Engaging Families with Urban Wildlife in Yorkshire
As part of an initiative to reconnect residents of Bradford with their local, urban green spaces, Yorkshire Wildlife Trust and Bradford Council’s Countryside and Rights of Way team have been consulting with local people to design a project which inspires the cities’ communities to get outdoors and get active. A generous award from The People’s Postcode lottery has facilitated consultation around the restoration of neglected wild habitats and created opportunities for families to begin to explore, engage in natural play and discover urban wildlife.

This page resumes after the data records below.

use std::time::Duration;

use reqwest::blocking::Client;
use serde_json::Value;

/// Builds a blocking client with the configured per-call timeout. Adapters
/// build one client per call rather than pooling one.
pub fn client(timeout_secs: f64, user_agent: &str) -> Client {
    Client::builder()
        .user_agent(user_agent.to_string())
        .timeout(Duration::from_secs_f64(timeout_secs.max(0.001)))
        .build()
        .unwrap_or_else(|_| Client::new())
}

/// Fetches `url` and parses it as JSON. `None` means the call itself failed
/// — timeout, connection reset, non-2xx status, or a non-JSON body — and the
/// caller must treat this as a transient failure, never an authoritative
/// absence.
pub fn fetch_json(client: &Client, url: &str) -> Option<Value> {
    let response = match client.get(url).send() {
        Ok(r) => r,
        Err(e) => {
            tracing::debug!(error = %e, url, "upstream request failed");
            return None;
        }
    };
    let response = match response.error_for_status() {
        Ok(r) => r,
        Err(e) => {
            tracing::debug!(error = %e, url, "upstream returned error status");
            return None;
        }
    };
    match response.json::<Value>() {
        Ok(v) => Some(v),
        Err(e) => {
            tracing::debug!(error = %e, url, "upstream returned non-JSON body");
            None
        }
    }
}

/// Minimal percent-encoding for query-string values (unreserved characters
/// pass through, everything else becomes `%XX`).
pub fn percent_encode(value: &str) -> String {
    let mut out = String::with_capacity(value.len());
    for byte in value.bytes() {
        match byte {
            b'A'..=b'Z' | b'a'..=b'z' | b'0'..=b'9' | b'-' | b'_' | b'.' | b'~' => {
                out.push(byte as char)
            }
            _ => out.push_str(&format!("%{byte:02X}")),
        }
    }
    out
}

/// A source-agnostic search candidate: the shape every adapter normalises
/// its raw results into before the shared matching rule runs.
#[derive(Debug, Clone, Default)]
pub struct Candidate {
    pub uri: String,
    pub pref_label: String,
    pub alt_labels: Vec<String>,
}

/// Shared matching rule: prefer the candidate whose `prefLabel`
/// equals the query case-insensitively, or whose `altLabel` contains the
/// query case-insensitively; otherwise the first candidate. Candidates
/// without a usable URI are skipped first.
pub fn pick_best<'a>(candidates: &'a [Candidate], query: &str) -> Option<&'a Candidate> {
    let usable: Vec<&Candidate> = candidates.iter().filter(|c| !c.uri.is_empty()).collect();
    if usable.is_empty() {
        return None;
    }
    let q = query.to_lowercase();
    usable
        .iter()
        .find(|c| {
            c.pref_label.to_lowercase() == q
                || c.alt_labels.iter().any(|a| a.to_lowercase() == q)
        })
        .copied()
        .or_else(|| usable.first().copied())
}

/// Accepts a JSON value that may be a bare string, a list of strings, or a
/// list of `{uri}`/`{value}` objects, and returns the list of strings it
/// denotes. Several upstream wire shapes (AGROVOC's `broader`, `altLabel`)
/// are documented as exactly this kind of polymorphic field.
pub fn string_list(value: Option<&Value>) -> Vec<String> {
    match value {
        None | Some(Value::Null) => Vec::new(),
        Some(Value::String(s)) => vec![s.clone()],
        Some(Value::Array(items)) => items
            .iter()
            .filter_map(|item| match item {
                Value::String(s) => Some(s.clone()),
                Value::Object(obj) => obj
                    .get("uri")
                    .or_else(|| obj.get("value"))
                    .and_then(Value::as_str)
                    .map(str::to_string),
                _ => None,
            })
            .collect(),
        _ => Vec::new(),
    }
}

Local residents and organisations have been getting stuck in to help with the reclamation of Poplar Grove and Black Mountain; two neglected and fly-tipped green sites in Gt Horton. Events in February half term and the Easter break run in partnership with The Youth Association, Yorkshire Housing and local wardens from Bradford Council engaged children from the local community to help Yorkshire Wildlife Trust gather over 50 bags of litter, a mattress and even a bath! Everyone attending has been delighted with group activities running alongside the clear-up which involve den building, whistle making and natural crafts.
A parent accompanying children to a litter pick said, “We want an environment which is safe and happy for children to play in”.

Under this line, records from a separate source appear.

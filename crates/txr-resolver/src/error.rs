use thiserror::Error;

/// Crate-boundary error taxonomy for the resolver, composed from its two
/// collaborators' failure kinds, one variant per cause via `#[from]`.
///
/// As with [`txr_cache::CacheError`] and [`txr_adapters::AdapterError`], the
/// resolver's public operations (`lookup`, `get_labels`, `hierarchy_paths`)
/// never return a `Result`: every failure is folded into an `Option`/`bool`
/// outcome. This enum exists to name the taxonomy at the crate
/// boundary for anything built on top of it later (a CLI subcommand, a
/// future write path) rather than to be threaded through today's call sites.
#[derive(Debug, Error)]
pub enum ResolverError {
    #[error(transparent)]
    Cache(#[from] txr_cache::CacheError),
    #[error(transparent)]
    Adapter(#[from] txr_adapters::AdapterError),
}
use std::fmt;
use std::str::FromStr;

use serde::{Deserialize, Serialize};

/// The three upstream taxonomies the resolver knows how to query.
///
/// Unknown source strings are not an error to throw — an unrecognised source
/// must surface as absent-with-transient-failure so callers degrade
/// gracefully instead of the whole request failing.
#[derive(Debug, Clone, Copy, PartialEq, Eq, Hash, Serialize, Deserialize)]
#[serde(rename_all = "lowercase")]
pub enum Source {
    Agrovoc,
    Dbpedia,
    Wikidata,
}

impl Source {
    pub fn as_str(&self) -> &'static str {
        match self {
            Source::Agrovoc => "agrovoc",
            Source::Dbpedia => "dbpedia",
            Source::Wikidata => "wikidata",
        }
    }
}

impl fmt::Display for Source {
    fn fmt(&self, f: &mut fmt::Formatter<'_>) -> fmt::Result {
        f.write_str(self.as_str())
    }
}

#[derive(Debug, Clone, Copy, PartialEq, Eq)]
pub struct UnknownSource;

impl fmt::Display for UnknownSource {
    fn fmt(&self, f: &mut fmt::Formatter<'_>) -> fmt::Result {
        f.write_str("unknown source")
    }
}

impl std::error::Error for UnknownSource {}

impl FromStr for Source {
    type Err = UnknownSource;

    fn from_str(s: &str) -> Result<Self, Self::Err> {
        match s {
            "agrovoc" => Ok(Source::Agrovoc),
            "dbpedia" => Ok(Source::Dbpedia),
            "wikidata" => Ok(Source::Wikidata),
            _ => Err(UnknownSource),
        }
    }
}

Yorkshire Wildlife Trust, with support from Bradford Council, are now applying to the Big Lottery to run a longer term project called the Bradford Urban Discovery Project to regenerate seven green urban sites which sit on the doorsteps of residential communities. The project aims to provide families with attractive and accessible wild spaces and create opportunities for local communities to actively engage with nature. Bradford is rated the 4th most inactive Local Authority in England, so good quality urban green space and outdoor events provide important opportunities for people to get outside and connect with nature. If the funding bid is successful this long term initiative will empower local communities to gain new skills, regenerate their local green spaces and have fun in flourishing natural environments.
A young person from Gt Horton explained how vital the development will be for improving his access to green space. He said “The nearest big park is ages away and little kids can’t go there on their own”.
Project leader Sarah Goldsmith said, “Wild urban green spaces provide fantastic opportunities for people and wildlife to co-exist and children who grow up engaged in their natural spaces will be more inclined to get outside to explore and play and live a more active life”.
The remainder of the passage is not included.